START Supplied records
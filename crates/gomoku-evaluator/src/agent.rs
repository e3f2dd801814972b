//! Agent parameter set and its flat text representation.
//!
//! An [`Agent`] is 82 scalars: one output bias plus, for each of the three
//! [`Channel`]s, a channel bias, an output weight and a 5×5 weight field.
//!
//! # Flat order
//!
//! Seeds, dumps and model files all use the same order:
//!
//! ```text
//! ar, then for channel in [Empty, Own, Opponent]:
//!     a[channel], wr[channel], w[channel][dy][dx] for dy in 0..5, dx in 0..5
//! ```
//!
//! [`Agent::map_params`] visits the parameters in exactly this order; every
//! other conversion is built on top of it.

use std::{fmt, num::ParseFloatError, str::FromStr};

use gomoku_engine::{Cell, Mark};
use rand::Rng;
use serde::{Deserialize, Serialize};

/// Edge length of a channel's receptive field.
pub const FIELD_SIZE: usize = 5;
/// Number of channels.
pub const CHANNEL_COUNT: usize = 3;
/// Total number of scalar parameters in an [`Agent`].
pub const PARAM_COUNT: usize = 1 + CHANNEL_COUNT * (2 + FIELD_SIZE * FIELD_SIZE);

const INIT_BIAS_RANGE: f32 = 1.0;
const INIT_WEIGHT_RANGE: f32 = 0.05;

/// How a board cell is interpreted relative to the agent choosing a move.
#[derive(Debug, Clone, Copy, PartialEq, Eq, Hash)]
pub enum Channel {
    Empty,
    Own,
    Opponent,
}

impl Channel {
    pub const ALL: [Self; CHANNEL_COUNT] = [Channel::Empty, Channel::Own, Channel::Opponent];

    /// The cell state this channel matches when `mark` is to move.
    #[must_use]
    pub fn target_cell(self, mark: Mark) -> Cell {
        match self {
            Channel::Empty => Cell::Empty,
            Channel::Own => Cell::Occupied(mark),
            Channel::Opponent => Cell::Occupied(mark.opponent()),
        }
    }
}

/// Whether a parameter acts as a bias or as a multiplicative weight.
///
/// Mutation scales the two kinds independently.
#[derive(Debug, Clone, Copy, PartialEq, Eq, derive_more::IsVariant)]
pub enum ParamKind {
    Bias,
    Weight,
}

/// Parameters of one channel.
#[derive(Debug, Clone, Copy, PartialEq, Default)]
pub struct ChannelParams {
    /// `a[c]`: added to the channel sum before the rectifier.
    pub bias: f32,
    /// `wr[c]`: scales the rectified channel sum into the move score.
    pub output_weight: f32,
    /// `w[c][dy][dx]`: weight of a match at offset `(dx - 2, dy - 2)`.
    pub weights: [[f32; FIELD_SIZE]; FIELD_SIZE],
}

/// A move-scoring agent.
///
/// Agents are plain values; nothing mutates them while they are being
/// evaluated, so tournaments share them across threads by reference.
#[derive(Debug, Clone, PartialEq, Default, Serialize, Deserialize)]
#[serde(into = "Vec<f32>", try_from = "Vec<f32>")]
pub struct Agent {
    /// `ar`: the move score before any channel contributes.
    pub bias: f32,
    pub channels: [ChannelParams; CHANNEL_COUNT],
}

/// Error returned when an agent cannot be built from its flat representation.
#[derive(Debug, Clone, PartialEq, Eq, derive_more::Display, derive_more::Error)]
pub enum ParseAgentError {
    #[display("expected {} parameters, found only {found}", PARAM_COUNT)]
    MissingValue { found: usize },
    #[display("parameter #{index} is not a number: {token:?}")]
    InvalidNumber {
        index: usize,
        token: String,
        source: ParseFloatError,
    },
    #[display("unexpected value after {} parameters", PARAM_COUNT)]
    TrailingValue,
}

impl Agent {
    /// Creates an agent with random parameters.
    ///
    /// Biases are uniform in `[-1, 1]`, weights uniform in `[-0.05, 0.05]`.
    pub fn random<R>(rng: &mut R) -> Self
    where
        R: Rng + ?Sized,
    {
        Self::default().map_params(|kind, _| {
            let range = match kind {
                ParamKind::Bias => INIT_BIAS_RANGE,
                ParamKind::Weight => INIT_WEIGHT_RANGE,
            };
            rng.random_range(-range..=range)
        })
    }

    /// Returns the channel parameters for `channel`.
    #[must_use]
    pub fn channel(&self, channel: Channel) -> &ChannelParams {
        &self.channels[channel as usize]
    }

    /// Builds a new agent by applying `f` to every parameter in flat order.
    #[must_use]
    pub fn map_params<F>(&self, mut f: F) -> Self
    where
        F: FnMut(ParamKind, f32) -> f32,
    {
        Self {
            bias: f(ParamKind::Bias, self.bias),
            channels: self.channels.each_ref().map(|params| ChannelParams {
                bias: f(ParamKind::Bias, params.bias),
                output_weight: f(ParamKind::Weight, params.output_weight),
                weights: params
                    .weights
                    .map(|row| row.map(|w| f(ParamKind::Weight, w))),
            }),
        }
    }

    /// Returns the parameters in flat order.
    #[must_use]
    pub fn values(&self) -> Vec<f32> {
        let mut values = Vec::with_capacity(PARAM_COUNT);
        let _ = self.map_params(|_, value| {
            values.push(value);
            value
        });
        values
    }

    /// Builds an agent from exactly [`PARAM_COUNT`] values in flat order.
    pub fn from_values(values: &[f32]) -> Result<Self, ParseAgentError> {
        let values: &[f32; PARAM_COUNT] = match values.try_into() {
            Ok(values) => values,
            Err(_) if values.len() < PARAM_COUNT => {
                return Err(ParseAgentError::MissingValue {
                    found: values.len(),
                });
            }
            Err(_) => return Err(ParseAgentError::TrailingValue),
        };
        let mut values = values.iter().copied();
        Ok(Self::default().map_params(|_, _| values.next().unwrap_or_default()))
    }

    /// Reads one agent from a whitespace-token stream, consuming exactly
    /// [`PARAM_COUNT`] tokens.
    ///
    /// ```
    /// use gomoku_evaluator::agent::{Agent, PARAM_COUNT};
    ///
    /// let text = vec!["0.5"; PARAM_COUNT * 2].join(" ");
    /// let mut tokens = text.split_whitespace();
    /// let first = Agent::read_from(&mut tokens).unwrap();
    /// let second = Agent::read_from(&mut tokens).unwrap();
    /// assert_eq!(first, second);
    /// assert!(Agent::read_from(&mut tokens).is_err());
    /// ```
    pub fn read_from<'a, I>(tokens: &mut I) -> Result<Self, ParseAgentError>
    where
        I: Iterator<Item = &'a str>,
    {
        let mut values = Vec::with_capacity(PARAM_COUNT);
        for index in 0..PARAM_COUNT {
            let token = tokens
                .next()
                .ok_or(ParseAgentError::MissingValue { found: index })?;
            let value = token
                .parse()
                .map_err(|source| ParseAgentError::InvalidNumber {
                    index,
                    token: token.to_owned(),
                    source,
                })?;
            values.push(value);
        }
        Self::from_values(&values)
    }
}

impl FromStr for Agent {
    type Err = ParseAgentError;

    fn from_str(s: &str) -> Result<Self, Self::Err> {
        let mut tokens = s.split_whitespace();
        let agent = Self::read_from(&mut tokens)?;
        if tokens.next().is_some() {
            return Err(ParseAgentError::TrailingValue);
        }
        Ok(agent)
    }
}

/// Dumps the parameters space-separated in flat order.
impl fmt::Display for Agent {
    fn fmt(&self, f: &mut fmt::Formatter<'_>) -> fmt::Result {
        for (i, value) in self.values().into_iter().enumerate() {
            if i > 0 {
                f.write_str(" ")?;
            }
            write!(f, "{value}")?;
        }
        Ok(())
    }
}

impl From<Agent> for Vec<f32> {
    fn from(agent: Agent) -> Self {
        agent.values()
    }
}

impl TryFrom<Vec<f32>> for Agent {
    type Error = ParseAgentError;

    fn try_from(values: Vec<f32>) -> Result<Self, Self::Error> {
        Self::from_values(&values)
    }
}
END Supplied records
Try it. All of the data needs to be reproduced exactly, with no line missing.

Written response.
filename crates/gomoku-evaluator/src/agent.rs
repository e3f2dd801814972b
//! Agent parameter set and its flat text representation.
//!
//! An [`Agent`] is 82 scalars: one output bias plus, for each of the three
//! [`Channel`]s, a channel bias, an output weight and a 5×5 weight field.
//!
//! # Flat order
//!
//! Seeds, dumps and model files all use the same order:
//!
//! ```text
//! ar, then for channel in [Empty, Own, Opponent]:
//!     a[channel], wr[channel], w[channel][dy][dx] for dy in 0..5, dx in 0..5
//! ```
//!
//! [`Agent::map_params`] visits the parameters in exactly this order; every
//! other conversion is built on top of it.

use std::{fmt, num::ParseFloatError, str::FromStr};

use gomoku_engine::{Cell, Mark};
use rand::Rng;
use serde::{Deserialize, Serialize};

/// Edge length of a channel's receptive field.
pub const FIELD_SIZE: usize = 5;
/// Number of channels.
pub const CHANNEL_COUNT: usize = 3;
/// Total number of scalar parameters in an [`Agent`].
pub const PARAM_COUNT: usize = 1 + CHANNEL_COUNT * (2 + FIELD_SIZE * FIELD_SIZE);

const INIT_BIAS_RANGE: f32 = 1.0;
const INIT_WEIGHT_RANGE: f32 = 0.05;

/// How a board cell is interpreted relative to the agent choosing a move.
#[derive(Debug, Clone, Copy, PartialEq, Eq, Hash)]
pub enum Channel {
    Empty,
    Own,
    Opponent,
}

impl Channel {
    pub const ALL: [Self; CHANNEL_COUNT] = [Channel::Empty, Channel::Own, Channel::Opponent];

    /// The cell state this channel matches when `mark` is to move.
    #[must_use]
    pub fn target_cell(self, mark: Mark) -> Cell {
        match self {
            Channel::Empty => Cell::Empty,
            Channel::Own => Cell::Occupied(mark),
            Channel::Opponent => Cell::Occupied(mark.opponent()),
        }
    }
}

/// Whether a parameter acts as a bias or as a multiplicative weight.
///
/// Mutation scales the two kinds independently.
#[derive(Debug, Clone, Copy, PartialEq, Eq, derive_more::IsVariant)]
pub enum ParamKind {
    Bias,
    Weight,
}

/// Parameters of one channel.
#[derive(Debug, Clone, Copy, PartialEq, Default)]
pub struct ChannelParams {
    /// `a[c]`: added to the channel sum before the rectifier.
    pub bias: f32,
    /// `wr[c]`: scales the rectified channel sum into the move score.
    pub output_weight: f32,
    /// `w[c][dy][dx]`: weight of a match at offset `(dx - 2, dy - 2)`.
    pub weights: [[f32; FIELD_SIZE]; FIELD_SIZE],
}

/// A move-scoring agent.
///
/// Agents are plain values; nothing mutates them while they are being
/// evaluated, so tournaments share them across threads by reference.
#[derive(Debug, Clone, PartialEq, Default, Serialize, Deserialize)]
#[serde(into = "Vec<f32>", try_from = "Vec<f32>")]
pub struct Agent {
    /// `ar`: the move score before any channel contributes.
    pub bias: f32,
    pub channels: [ChannelParams; CHANNEL_COUNT],
}

/// Error returned when an agent cannot be built from its flat representation.
#[derive(Debug, Clone, PartialEq, Eq, derive_more::Display, derive_more::Error)]
pub enum ParseAgentError {
    #[display("expected {} parameters, found only {found}", PARAM_COUNT)]
    MissingValue { found: usize },
    #[display("parameter #{index} is not a number: {token:?}")]
    InvalidNumber {
        index: usize,
        token: String,
        source: ParseFloatError,
    },
    #[display("unexpected value after {} parameters", PARAM_COUNT)]
    TrailingValue,
}

impl Agent {
    /// Creates an agent with random parameters.
    ///
    /// Biases are uniform in `[-1, 1]`, weights uniform in `[-0.05, 0.05]`.
    pub fn random<R>(rng: &mut R) -> Self
    where
        R: Rng + ?Sized,
    {
        Self::default().map_params(|kind, _| {
            let range = match kind {
                ParamKind::Bias => INIT_BIAS_RANGE,
                ParamKind::Weight => INIT_WEIGHT_RANGE,
            };
            rng.random_range(-range..=range)
        })
    }

    /// Returns the channel parameters for `channel`.
    #[must_use]
    pub fn channel(&self, channel: Channel) -> &ChannelParams {
        &self.channels[channel as usize]
    }

    /// Builds a new agent by applying `f` to every parameter in flat order.
    #[must_use]
    pub fn map_params<F>(&self, mut f: F) -> Self
    where
        F: FnMut(ParamKind, f32) -> f32,
    {
        Self {
            bias: f(ParamKind::Bias, self.bias),
            channels: self.channels.each_ref().map(|params| ChannelParams {
                bias: f(ParamKind::Bias, params.bias),
                output_weight: f(ParamKind::Weight, params.output_weight),
                weights: params
                    .weights
                    .map(|row| row.map(|w| f(ParamKind::Weight, w))),
            }),
        }
    }

    /// Returns the parameters in flat order.
    #[must_use]
    pub fn values(&self) -> Vec<f32> {
        let mut values = Vec::with_capacity(PARAM_COUNT);
        let _ = self.map_params(|_, value| {
            values.push(value);
            value
        });
        values
    }

    /// Builds an agent from exactly [`PARAM_COUNT`] values in flat order.
    pub fn from_values(values: &[f32]) -> Result<Self, ParseAgentError> {
        let values: &[f32; PARAM_COUNT] = match values.try_into() {
            Ok(values) => values,
            Err(_) if values.len() < PARAM_COUNT => {
                return Err(ParseAgentError::MissingValue {
                    found: values.len(),
                });
            }
            Err(_) => return Err(ParseAgentError::TrailingValue),
        };
        let mut values = values.iter().copied();
        Ok(Self::default().map_params(|_, _| values.next().unwrap_or_default()))
    }

    /// Reads one agent from a whitespace-token stream, consuming exactly
    /// [`PARAM_COUNT`] tokens.
    ///
    /// ```
    /// use gomoku_evaluator::agent::{Agent, PARAM_COUNT};
    ///
    /// let text = vec!["0.5"; PARAM_COUNT * 2].join(" ");
    /// let mut tokens = text.split_whitespace();
    /// let first = Agent::read_from(&mut tokens).unwrap();
    /// let second = Agent::read_from(&mut tokens).unwrap();
    /// assert_eq!(first, second);
    /// assert!(Agent::read_from(&mut tokens).is_err());
    /// ```
    pub fn read_from<'a, I>(tokens: &mut I) -> Result<Self, ParseAgentError>
    where
        I: Iterator<Item = &'a str>,
    {
        let mut values = Vec::with_capacity(PARAM_COUNT);
        for index in 0..PARAM_COUNT {
            let token = tokens
                .next()
                .ok_or(ParseAgentError::MissingValue { found: index })?;
            let value = token
                .parse()
                .map_err(|source| ParseAgentError::InvalidNumber {
                    index,
                    token: token.to_owned(),
                    source,
                })?;
            values.push(value);
        }
        Self::from_values(&values)
    }
}

impl FromStr for Agent {
    type Err = ParseAgentError;

    fn from_str(s: &str) -> Result<Self, Self::Err> {
        let mut tokens = s.split_whitespace();
        let agent = Self::read_from(&mut tokens)?;
        if tokens.next().is_some() {
            return Err(ParseAgentError::TrailingValue);
        }
        Ok(agent)
    }
}

/// Dumps the parameters space-separated in flat order.
impl fmt::Display for Agent {
    fn fmt(&self, f: &mut fmt::Formatter<'_>) -> fmt::Result {
        for (i, value) in self.values().into_iter().enumerate() {
            if i > 0 {
                f.write_str(" ")?;
            }
            write!(f, "{value}")?;
        }
        Ok(())
    }
}

impl From<Agent> for Vec<f32> {
    fn from(agent: Agent) -> Self {
        agent.values()
    }
}

impl TryFrom<Vec<f32>> for Agent {
    type Error = ParseAgentError;

    fn try_from(values: Vec<f32>) -> Result<Self, Self::Error> {
        Self::from_values(&values)
    }
}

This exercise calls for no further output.